Powerful tremors continue to hit both countries, compounding the death and devastation
On Monday morning, a powerful earthquake struck in southern Türkiye, causing significant destruction across the country and in neighboring Syria. Over a thousand people were reported killed, as buildings collapsed and infrastructure was damaged on both sides of the border.
Here is what is known about the disaster so far.
Worst in decades
The quake was detected at 4:17am (0117 GMT), according to the Turkish Disaster and Emergency Management Authority (AFAD). It was centered in the Pazarcik district in the southern province of Kahramanmaras at a depth of 7 kilometers.
The agency initially measured the quake at 7.4 magnitude, but later revised it to 7.7. Dozens of aftershocks were detected later in the day in southern Türkiye, the Gulf of Alexandria and Syria, according to quake monitors, with the strongest spike reported at 7.5 magnitude.
The earthquake was felt across the region, with tremors noted by people as far as Baghdad, Iraq, and Beirut, Lebanon, hundreds of kilometers away.
Hundreds killed, thousands injured
Türkiye is located in a seismically active part of the world, but Monday’s quake was one of the strongest in its history, with more than 1,000 people killed, according to Turkish authorities.
President Recept Tayyip Erdogan said the disaster destroyed some 2,800 buildings. He called it the worst earthquake in the country since 1939.
The wave of destruction swept through 10 Turkish provinces, including Kahramanmaras, Gaziantep, Sanliurfa, Diyarbakir, Adana, Adiyaman, Malatya, Osmaniye, Hatay, and Kilis.
In Syria, the health ministry said it recorded over 400 deaths and over 1,000 injured people, with damage reported in Northern Aleppo, Hama, Latakia, and Tartus. Crucial infrastructure damaged
In both Türkiye and Syria, the quake caused damage to key infrastructure. In the Turkish Kilis Province, natural gas pipelines ruptured, with the fuel bursting into large plumes of flame, according to footage circulating online. Operator BOTAS said it cut the flow, but pressurized gas in the pipeline continued to feed the fires.
In Syria, a refinery in the city of Baniyas, one of the largest in the country, had to be shut down for at least 48 hours due to cracks in the chimney of its power unit, the Ministry of Oil and Mineral Resources reported.
The Syrian government also ordered all trains to be stopped as a precaution following the earthquake.
Turkish authorities closed the Hatay Airport due to the damage it sustained and suspended all civilian flights via the Gaziantep International Airport amid the emergency. The ports of Ceyhan and Iskenderun were reportedly closed too. National heritage at risk
The Gaziantep Castle, a hilltop fort located in the center of the city of Gaziantep was heavily damaged by the quake, according to Turkish media. The structure dates to the second and third centuries, though it was repeatedly renovated over the course of history, and is considered the symbol of the city.

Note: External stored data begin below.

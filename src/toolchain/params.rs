//! Resize parameters and their translation into `convert` arguments.
//!
//! [`ResizeOptions`] is what a request may say about a resize beyond its
//! dimensions. [`ResizeParams`] is the complete description handed to the
//! toolchain: source bytes, destination path, dimensions and options.

use super::backend::ToolError;
use serde::Deserialize;
use std::collections::BTreeMap;
use std::path::PathBuf;

pub const DEFAULT_QUALITY: f64 = 0.8;
pub const DEFAULT_FILTER: &str = "Lagrange";
pub const DEFAULT_SHARPENING: f64 = 0.2;

/// Optional resize settings carried on a request.
///
/// Fields the handler does not recognise land in `passthrough` so they still
/// reach the toolchain untouched.
#[derive(Debug, Clone, Default, PartialEq, Deserialize)]
#[serde(rename_all = "camelCase")]
pub struct ResizeOptions {
    /// Output quality as a fraction in `(0, 1]`.
    pub quality: Option<f64>,
    /// ImageMagick resampling filter name.
    pub filter: Option<String>,
    /// Unsharp-mask sigma; `0` disables sharpening.
    pub sharpening: Option<f64>,
    /// Strip profiles and comments from the output.
    pub strip: Option<bool>,
    /// Write an interlaced (progressive) output.
    pub progressive: Option<bool>,
    /// Format hint for the source bytes, e.g. `jpg`.
    pub src_format: Option<String>,
    #[serde(flatten)]
    pub passthrough: BTreeMap<String, serde_json::Value>,
}

/// Everything the toolchain needs to perform one resize.
#[derive(Debug, Clone, PartialEq)]
pub struct ResizeParams {
    pub source: Vec<u8>,
    pub destination: PathBuf,
    pub width: Option<u32>,
    pub height: Option<u32>,
    /// Extra `convert` arguments placed just before the destination.
    pub custom_args: Vec<String>,
    pub options: ResizeOptions,
}

impl ResizeParams {
    /// Reject parameters that cannot form a valid invocation.
    pub fn validate(&self) -> Result<(), ToolError> {
        if self.width.is_none() && self.height.is_none() {
            return Err(ToolError::InvalidArguments(
                "resize needs a width or a height".into(),
            ));
        }
        if let Some(quality) = self.options.quality {
            if !(quality > 0.0 && quality <= 1.0) {
                return Err(ToolError::InvalidArguments(format!(
                    "quality must be in (0, 1], got {quality}"
                )));
            }
        }
        if let Some(sharpening) = self.options.sharpening {
            if !sharpening.is_finite() || sharpening < 0.0 {
                return Err(ToolError::InvalidArguments(format!(
                    "sharpening must be a non-negative number, got {sharpening}"
                )));
            }
        }
        if let Some(format) = &self.options.src_format {
            if format.is_empty() || !format.chars().all(|c| c.is_ascii_alphanumeric()) {
                return Err(ToolError::InvalidArguments(format!(
                    "srcFormat must be alphanumeric, got {format:?}"
                )));
            }
        }
        Ok(())
    }

    /// `WxH`, `W` or `xH`.
    pub fn geometry(&self) -> String {
        match (self.width, self.height) {
            (Some(w), Some(h)) => format!("{w}x{h}"),
            (Some(w), None) => w.to_string(),
            (None, Some(h)) => format!("x{h}"),
            (None, None) => String::new(),
        }
    }

    /// Full `convert` argument list; the source is read from stdin.
    pub fn to_convert_args(&self) -> Result<Vec<String>, ToolError> {
        self.validate()?;
        let options = &self.options;

        let source = match &options.src_format {
            Some(format) => format!("{format}:-"),
            None => "-".to_string(),
        };
        let mut args = vec![source];

        let filter = options.filter.as_deref().unwrap_or(DEFAULT_FILTER);
        if !filter.is_empty() {
            args.extend(["-filter".to_string(), filter.to_string()]);
        }
        args.extend(["-resize".to_string(), self.geometry()]);

        let quality = options.quality.unwrap_or(DEFAULT_QUALITY);
        args.extend([
            "-quality".to_string(),
            ((quality * 100.0).round() as u32).to_string(),
        ]);
        if options.strip.unwrap_or(true) {
            args.push("-strip".to_string());
        }
        if options.progressive.unwrap_or(false) {
            args.extend(["-interlace".to_string(), "plane".to_string()]);
        }
        let sharpening = options.sharpening.unwrap_or(DEFAULT_SHARPENING);
        if sharpening > 0.0 {
            args.extend(["-unsharp".to_string(), format!("0x{sharpening}")]);
        }

        args.extend(self.custom_args.iter().cloned());
        args.push(self.destination.to_string_lossy().into_owned());
        Ok(args)
    }
}

#[cfg(test)]
mod tests {
    use super::*;

    fn params(width: Option<u32>, height: Option<u32>) -> ResizeParams {
        ResizeParams {
            source: vec![1, 2, 3],
            destination: "/tmp/out.png".into(),
            width,
            height,
            custom_args: Vec::new(),
            options: ResizeOptions::default(),
        }
    }

    #[test]
    fn geometry_forms() {
        assert_eq!(params(Some(100), Some(50)).geometry(), "100x50");
        assert_eq!(params(Some(100), None).geometry(), "100");
        assert_eq!(params(None, Some(50)).geometry(), "x50");
    }

    #[test]
    fn default_args() {
        let args = params(Some(100), None).to_convert_args().unwrap();
        assert_eq!(
            args,
            [
                "-", "-filter", "Lagrange", "-resize", "100", "-quality", "80", "-strip",
                "-unsharp", "0x0.2", "/tmp/out.png",
            ]
        );
    }

    #[test]
    fn options_shape_args() {
        let mut p = params(Some(640), Some(480));
        p.options = ResizeOptions {
            quality: Some(0.95),
            filter: Some("Lanczos".into()),
            sharpening: Some(0.0),
            strip: Some(false),
            progressive: Some(true),
            src_format: Some("jpg".into()),
            passthrough: BTreeMap::new(),
        };
        p.custom_args = vec!["-colorspace".into(), "Gray".into()];

        let args = p.to_convert_args().unwrap();
        assert_eq!(
            args,
            [
                "jpg:-", "-filter", "Lanczos", "-resize", "640x480", "-quality", "95",
                "-interlace", "plane", "-colorspace", "Gray", "/tmp/out.png",
            ]
        );
    }

    #[test]
    fn destination_is_last() {
        let mut p = params(None, Some(10));
        p.custom_args = vec!["-flip".into()];
        let args = p.to_convert_args().unwrap();
        assert_eq!(args.last().unwrap(), "/tmp/out.png");
        assert_eq!(args[args.len() - 2], "-flip");
    }

    #[test]
    fn missing_dimensions_rejected() {
        assert!(matches!(
            params(None, None).validate(),
            Err(ToolError::InvalidArguments(_))
        ));
    }

    #[test]
    fn quality_out_of_range_rejected() {
        let mut p = params(Some(10), None);
        p.options.quality = Some(80.0);
        assert!(p.to_convert_args().is_err());
        p.options.quality = Some(0.0);
        assert!(p.validate().is_err());
        p.options.quality = Some(f64::NAN);
        assert!(p.validate().is_err());
    }

    #[test]
    fn negative_sharpening_rejected() {
        let mut p = params(Some(10), None);
        p.options.sharpening = Some(-1.0);
        assert!(p.validate().is_err());
    }

    #[test]
    fn src_format_must_be_plain() {
        let mut p = params(Some(10), None);
        p.options.src_format = Some("png:/etc/passwd".into());
        assert!(p.validate().is_err());
    }

    #[test]
    fn options_deserialize_with_passthrough() {
        let options: ResizeOptions = serde_json::from_value(serde_json::json!({
            "quality": 0.5,
            "srcFormat": "gif",
            "colorspace": "sRGB",
        }))
        .unwrap();

        assert_eq!(options.quality, Some(0.5));
        assert_eq!(options.src_format.as_deref(), Some("gif"));
        assert_eq!(
            options.passthrough.get("colorspace"),
            Some(&serde_json::json!("sRGB"))
        );
    }
}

In Syria, the quake reportedly caused a crack to appear in the Citadel of Aleppo, a UNESCO heritage site located in Aleppo’s old city. Houmam Saad, who heads the Directorate-General of Antiquities and Museums in the Culture Ministry, told media that a team had been dispatched to assess the scale of the damage.
Many nations, including Azerbaijan, Germany, Greece, India, Israel, Russia, Serbia, Spain, the UK and the US, have offered their assistance in responding to the disaster.
Russian President Vladimir Putin sent messages of condolence to Erdogan and Syrian President Bashar Assad and said his government was ready to help. Russian rescue teams have been sent to both countries to assist at the disaster sites.